Farage, who was first elected as an MEP more than two decades ago, was one of the driving forces behind the UK's referendum vote to quit the EU.

He will make his final appearance in Brussels with the UK set to formally leave the bloc at midnight CET on Friday evening.

'I couldn't be more pleased'

"I will miss the drama, I will miss the theatre," Farage told Euronews. "I will miss being the pantomime villain.

"When I get up to speak and I have 500 people start booing or jeering.

"I have been for many of the years here right at the centre, up close and personal with Mr Barroso, Mr Juncker, Martin Schulz, Guy Verhofstadt and so that side of it, of course, I'm going to miss.

"But politically I arrived here in the 1990s saying we were going to get Britain out of the European Union and everyone thought I was bonkers. And do you know what? It's happening. From a political perspective, I could not be more pleased."

Farage quit the Conservative Party in 1992 in protest of the signing of Maastricht Treaty and formed the UK Independence Party with a firm agenda of getting the UK out of the EU. In 1999 he was elected to the European Parliament for the first of five terms.

He was able to push the UKIP party from the fringes of British politics to centre stage and with it his Eurosceptic agenda.

'Hostility was extraordinary'

Farage was a central figure behind the vote leave campaign in the 2016 referendum. He was accused of fearmongering and promoting xenophobic attitudes with a controversial 'Breaking Point' billboard, which showed a stream of immigrants at the border of the EU. The UK voted to leave the EU by 52% to 48%.

He claimed the atmosphere in Brussels immediately after the referendum vote was hostile.

"I tell you what, it has been interesting in the last couple of days," said Farage. "After the referendum the hostility here was extraordinary. I mean people shouting in the corridors, people threatening to hit me, it was really nasty.

"This week there is a complete acceptance that Britain is going, that there isn't going to be a second referendum. They have kind of attuned themselves to that.

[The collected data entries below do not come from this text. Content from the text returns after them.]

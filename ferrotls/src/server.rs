//! TLS server configuration and acceptor.

use std::net::TcpStream;
use std::sync::Arc;

use ferrotls_core::config::{Identity, ServerConfig};
use ferrotls_core::connection::{Connection, Transport};
use ferrotls_core::{CipherSuite, ProtocolVersion, Result};
use ferrotls_crypto::{CryptoProvider, KeyExchangeAlgorithm};
use ferrotls_crypto_rustcrypto::RustCryptoProvider;

use crate::stream::TlsStream;

/// A configured TLS server, cheap to clone and shared across accepted
/// connections. The session cache and ticket store live in the shared
/// configuration, so resumption works across clones.
#[derive(Debug, Clone)]
pub struct TlsServer {
    config: Arc<ServerConfig>,
}

impl TlsServer {
    /// Create a new server builder for the given identity.
    pub fn builder(identity: Identity) -> TlsServerBuilder {
        TlsServerBuilder {
            config: ServerConfig::new(Arc::new(RustCryptoProvider::new()), identity),
        }
    }

    /// Run the server side of the TLS handshake over an accepted TCP
    /// connection.
    pub fn accept(&self, tcp: TcpStream) -> Result<TlsStream<TcpStream>> {
        self.accept_transport(tcp)
    }

    /// Run the server side of the handshake over any transport.
    pub fn accept_transport<T: Transport>(&self, transport: T) -> Result<TlsStream<T>> {
        let mut connection = Connection::server(transport, Arc::clone(&self.config))?;
        connection.handshake()?;
        log::debug!(
            "Server handshake complete: {:?} {:?}",
            connection.version(),
            connection.cipher_suite()
        );
        Ok(TlsStream::new(connection))
    }

    /// The underlying configuration.
    pub fn config(&self) -> &Arc<ServerConfig> {
        &self.config
    }
}

/// Builder for [`TlsServer`].
#[derive(Debug)]
pub struct TlsServerBuilder {
    config: ServerConfig,
}

impl TlsServerBuilder {
    /// Use a specific crypto provider instead of the default backend.
    pub fn with_provider(mut self, provider: Arc<dyn CryptoProvider>) -> Self {
        self.config.provider = provider;
        self
    }

    /// Set the protocol versions to accept.
    pub fn with_protocol_versions(mut self, versions: &[ProtocolVersion]) -> Self {
        self.config.supported_versions = versions.to_vec();
        self
    }

    /// Set the cipher suites to negotiate, in server preference order.
    pub fn with_cipher_suites(mut self, suites: &[CipherSuite]) -> Self {
        self.config.cipher_suites = suites.to_vec();
        self
    }

    /// Set the key exchange groups to accept, best first.
    pub fn with_groups(mut self, groups: &[KeyExchangeAlgorithm]) -> Self {
        self.config.supported_groups = groups.to_vec();
        self
    }

    /// Set the ALPN protocols, in server preference order.
    pub fn with_alpn_protocols(mut self, protocols: &[&[u8]]) -> Self {
        self.config.alpn_protocols = protocols.iter().map(|p| p.to_vec()).collect();
        self
    }

    /// Set the lifetime of issued session tickets, in seconds.
    pub fn with_ticket_lifetime(mut self, seconds: u32) -> Self {
        self.config.ticket_lifetime = seconds;
        self
    }

    /// Set how many session tickets to send after a TLS 1.3 handshake.
    /// Zero disables ticket issuance.
    pub fn with_tickets_to_send(mut self, count: u8) -> Self {
        self.config.tickets_to_send = count;
        self
    }

    /// Set how many bytes of a declined 0-RTT client's early-data
    /// records to skip before failing the handshake.
    pub fn with_max_early_data_skip(mut self, bytes: usize) -> Self {
        self.config.max_early_data_skip = bytes;
        self
    }

    /// Validate and build the server.
    pub fn build(self) -> Result<TlsServer> {
        self.config.validate()?;
        Ok(TlsServer {
            config: Arc::new(self.config),
        })
    }
}

#[cfg(test)]
mod tests {
    use super::*;
    use ferrotls_core::x509;
    use ferrotls_crypto::SigningKey;

    // RFC 6979 A.2.5 P-256 key pair
    const P256_D: &str = "c9afa9d845ba75166b5c215767b1d6934e50c3db36e89b127b8a622b120f6721";
    const P256_QX: &str = "60fed4ba255a9d31c961eb74c6356d68c049b8923b61fa6ce669622e60f29fb6";
    const P256_QY: &str = "7903fe1008b8bc99a41ae9e95628bc64f2f1b20c2d7e9f5177a3c294d4462299";

    fn test_identity() -> Identity {
        let d = hex::decode(P256_D).unwrap();
        let mut point = vec![0x04];
        point.extend_from_slice(&hex::decode(P256_QX).unwrap());
        point.extend_from_slice(&hex::decode(P256_QY).unwrap());
        let cert = x509::build_certificate(&x509::SubjectPublicKey::EcP256(point));
        Identity::new(vec![cert], SigningKey::from_bytes(d)).unwrap()
    }

    #[test]
    fn test_default_builder_validates() {
        let server = TlsServer::builder(test_identity()).build().unwrap();
        assert_eq!(server.config().tickets_to_send, 1);
    }

    #[test]
    fn test_builder_rejects_suite_certificate_mismatch() {
        // RSA-only suites can never match an ECDSA identity
        let result = TlsServer::builder(test_identity())
            .with_cipher_suites(&[CipherSuite::RsaAes128CbcSha])
            .build();
        assert!(result.is_err());
    }

    #[test]
    fn test_clones_share_ticket_store() {
        let server = TlsServer::builder(test_identity()).build().unwrap();
        let clone = server.clone();
        assert!(Arc::ptr_eq(
            &server.config().ticket_store,
            &clone.config().ticket_store
        ));
    }
}
//! Digital signature algorithms and RSA key transport for TLS.

use crate::Result;
use zeroize::Zeroize;

/// TLS signature schemes supported by FerroTLS (IANA codepoints).
#[derive(Debug, Clone, Copy, PartialEq, Eq, Hash)]
pub enum SignatureScheme {
    /// RSA PKCS#1 v1.5 with SHA-256 (TLS 1.2 only)
    RsaPkcs1Sha256,
    /// RSA-PSS with SHA-256
    RsaPssRsaeSha256,
    /// ECDSA with P-256 and SHA-256
    EcdsaSecp256r1Sha256,
}

impl SignatureScheme {
    /// Get the IANA TLS SignatureScheme codepoint.
    pub const fn to_u16(self) -> u16 {
        match self {
            SignatureScheme::RsaPkcs1Sha256 => 0x0401,
            SignatureScheme::RsaPssRsaeSha256 => 0x0804,
            SignatureScheme::EcdsaSecp256r1Sha256 => 0x0403,
        }
    }

    /// Create from IANA codepoint.
    pub const fn from_u16(value: u16) -> Option<Self> {
        match value {
            0x0401 => Some(SignatureScheme::RsaPkcs1Sha256),
            0x0804 => Some(SignatureScheme::RsaPssRsaeSha256),
            0x0403 => Some(SignatureScheme::EcdsaSecp256r1Sha256),
            _ => None,
        }
    }

    /// Get the scheme name.
    pub const fn name(self) -> &'static str {
        match self {
            SignatureScheme::RsaPkcs1Sha256 => "rsa_pkcs1_sha256",
            SignatureScheme::RsaPssRsaeSha256 => "rsa_pss_rsae_sha256",
            SignatureScheme::EcdsaSecp256r1Sha256 => "ecdsa_secp256r1_sha256",
        }
    }

    /// Check if this scheme is allowed in TLS 1.3.
    ///
    /// TLS 1.3 forbids RSA PKCS#1 v1.5 signatures in CertificateVerify.
    pub const fn allowed_in_tls13(self) -> bool {
        !matches!(self, SignatureScheme::RsaPkcs1Sha256)
    }
}

/// Signing key (private key).
///
/// Key encoding is scheme-specific: PKCS#1 DER for RSA, the raw 32-byte
/// scalar for P-256. Zeroized on drop.
#[derive(Zeroize)]
#[zeroize(drop)]
pub struct SigningKey {
    bytes: Vec<u8>,
}

impl std::fmt::Debug for SigningKey {
    fn fmt(&self, f: &mut std::fmt::Formatter<'_>) -> std::fmt::Result {
        f.debug_struct("SigningKey")
            .field("bytes", &"<redacted>")
            .finish()
    }
}

impl SigningKey {
    /// Create a new signing key from bytes.
    pub fn from_bytes(bytes: Vec<u8>) -> Self {
        Self { bytes }
    }

    /// Get the signing key bytes.
    pub fn as_bytes(&self) -> &[u8] {
        &self.bytes
    }
}

/// Verification key (public key).
///
/// Scheme-specific encoding: PKCS#1 DER for RSA, SEC1 uncompressed
/// point for P-256.
#[derive(Debug, Clone)]
pub struct VerifyingKey {
    bytes: Vec<u8>,
}

impl VerifyingKey {
    /// Create a new verifying key from bytes.
    pub fn from_bytes(bytes: Vec<u8>) -> Self {
        Self { bytes }
    }

    /// Get the verifying key bytes.
    pub fn as_bytes(&self) -> &[u8] {
        &self.bytes
    }
}

/// Digital signature trait.
///
/// Signs and verifies opaque byte strings. Keys are passed per call so
/// one instance serves every connection.
pub trait Signature: Send + Sync {
    /// Sign a message.
    fn sign(&self, signing_key: &SigningKey, message: &[u8]) -> Result<Vec<u8>>;

    /// Verify a signature.
    ///
    /// # Errors
    ///
    /// `SignatureVerificationFailed` if the signature does not verify.
    fn verify(&self, verifying_key: &VerifyingKey, message: &[u8], signature: &[u8]) -> Result<()>;

    /// Get the scheme this instance implements.
    fn scheme(&self) -> SignatureScheme;
}

/// RSA key transport (TLS RSA key exchange, RFC 5246 Section 7.4.7.1).
///
/// Wraps the 48-byte premaster secret in RSAES-PKCS1-v1_5 under the
/// server's certificate key.
pub trait KeyTransport: Send + Sync {
    /// Encrypt `plaintext` to the given RSA public key (PKCS#1 DER).
    fn encrypt(&self, public_key: &[u8], plaintext: &[u8]) -> Result<Vec<u8>>;

    /// Decrypt `ciphertext` with the given RSA private key (PKCS#1 DER).
    fn decrypt(&self, private_key: &SigningKey, ciphertext: &[u8]) -> Result<Vec<u8>>;
}

#[cfg(test)]
mod tests {
    use super::*;

    #[test]
    fn test_scheme_codepoints() {
        assert_eq!(SignatureScheme::RsaPkcs1Sha256.to_u16(), 0x0401);
        assert_eq!(
            SignatureScheme::from_u16(0x0403),
            Some(SignatureScheme::EcdsaSecp256r1Sha256)
        );
        assert_eq!(SignatureScheme::from_u16(0x0808), None);
    }

    #[test]
    fn test_tls13_scheme_policy() {
        assert!(!SignatureScheme::RsaPkcs1Sha256.allowed_in_tls13());
        assert!(SignatureScheme::RsaPssRsaeSha256.allowed_in_tls13());
        assert!(SignatureScheme::EcdsaSecp256r1Sha256.allowed_in_tls13());
    }
}
//! Cryptographically Secure Random Number Generator (CSPRNG) interface.

use crate::Result;

/// Random number generator trait.
///
/// Must be a properly seeded CSPRNG and thread-safe; the same instance
/// serves every connection.
pub trait Random: Send + Sync {
    /// Fill a buffer with random bytes.
    fn fill(&self, dest: &mut [u8]) -> Result<()>;

    /// Generate a random byte vector of specified length.
    fn generate(&self, len: usize) -> Result<Vec<u8>> {
        let mut buf = vec![0u8; len];
        self.fill(&mut buf)?;
        Ok(buf)
    }
}
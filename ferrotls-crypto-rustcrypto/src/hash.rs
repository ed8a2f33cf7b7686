//! Hash implementations (MD5, SHA-1, SHA-2 family).

use ferrotls_crypto::{Hash, HashAlgorithm};
use md5::Md5;
use sha1::Sha1;
use sha2::{Digest, Sha256, Sha384};

macro_rules! impl_hash {
    ($name:ident, $inner:ty, $alg:expr) => {
        pub(crate) struct $name($inner);

        impl $name {
            pub(crate) fn new() -> Self {
                Self(<$inner>::new())
            }
        }

        impl Hash for $name {
            fn update(&mut self, data: &[u8]) {
                Digest::update(&mut self.0, data);
            }

            fn finalize(self: Box<Self>) -> Vec<u8> {
                self.0.finalize().to_vec()
            }

            fn output_size(&self) -> usize {
                $alg.output_size()
            }

            fn algorithm(&self) -> HashAlgorithm {
                $alg
            }
        }
    };
}

impl_hash!(Md5Hash, Md5, HashAlgorithm::Md5);
impl_hash!(Sha1Hash, Sha1, HashAlgorithm::Sha1);
impl_hash!(Sha256Hash, Sha256, HashAlgorithm::Sha256);
impl_hash!(Sha384Hash, Sha384, HashAlgorithm::Sha384);

pub(crate) fn new_hash(algorithm: HashAlgorithm) -> Box<dyn Hash> {
    match algorithm {
        HashAlgorithm::Md5 => Box::new(Md5Hash::new()),
        HashAlgorithm::Sha1 => Box::new(Sha1Hash::new()),
        HashAlgorithm::Sha256 => Box::new(Sha256Hash::new()),
        HashAlgorithm::Sha384 => Box::new(Sha384Hash::new()),
    }
}

#[cfg(test)]
mod tests {
    use super::*;

    #[test]
    fn test_sha256_empty() {
        let h = Box::new(Sha256Hash::new());
        let digest = h.finalize();
        assert_eq!(
            hex::encode(digest),
            "e3b0c44298fc1c149afbf4c8996fb92427ae41e4649b934ca495991b7852b855"
        );
    }

    #[test]
    fn test_sha256_abc() {
        let mut h = Box::new(Sha256Hash::new());
        h.update(b"abc");
        assert_eq!(
            hex::encode(h.finalize()),
            "ba7816bf8f01cfea414140de5dae2223b00361a396177a9cb410ff61f20015ad"
        );
    }

    #[test]
    fn test_md5_abc() {
        let mut h = Box::new(Md5Hash::new());
        h.update(b"abc");
        assert_eq!(hex::encode(h.finalize()), "900150983cd24fb0d6963f7d28e17f72");
    }
}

"And everyone's been really very nice. Some said 'good luck with Brexit', others have said 'You'll be back because it won't work' but a lot have said 'oh this place is going to be so boring without you', so I think they will miss me."

'I hope Brexit completely reshapes EU'

In 2019 Farage launched the Brexit Party, which targeted anti-establishment voters and those disillusioned with the slow progress of negotiations with Brussels. It topped the polls in that year's European Parliament elections.

It also decided not to stand candidates in some seats during the UK's general election in December, widely seen as helping the pro-Brexit Conservative Party gain a thumping majority.

Looking to the future, Farage spoke of impact he believes Brexit has had on the European Union and the active role he believes the UK can play going forward.

"I am very much hoping that what Brexit does is to actually completely reshape the European project,” he said.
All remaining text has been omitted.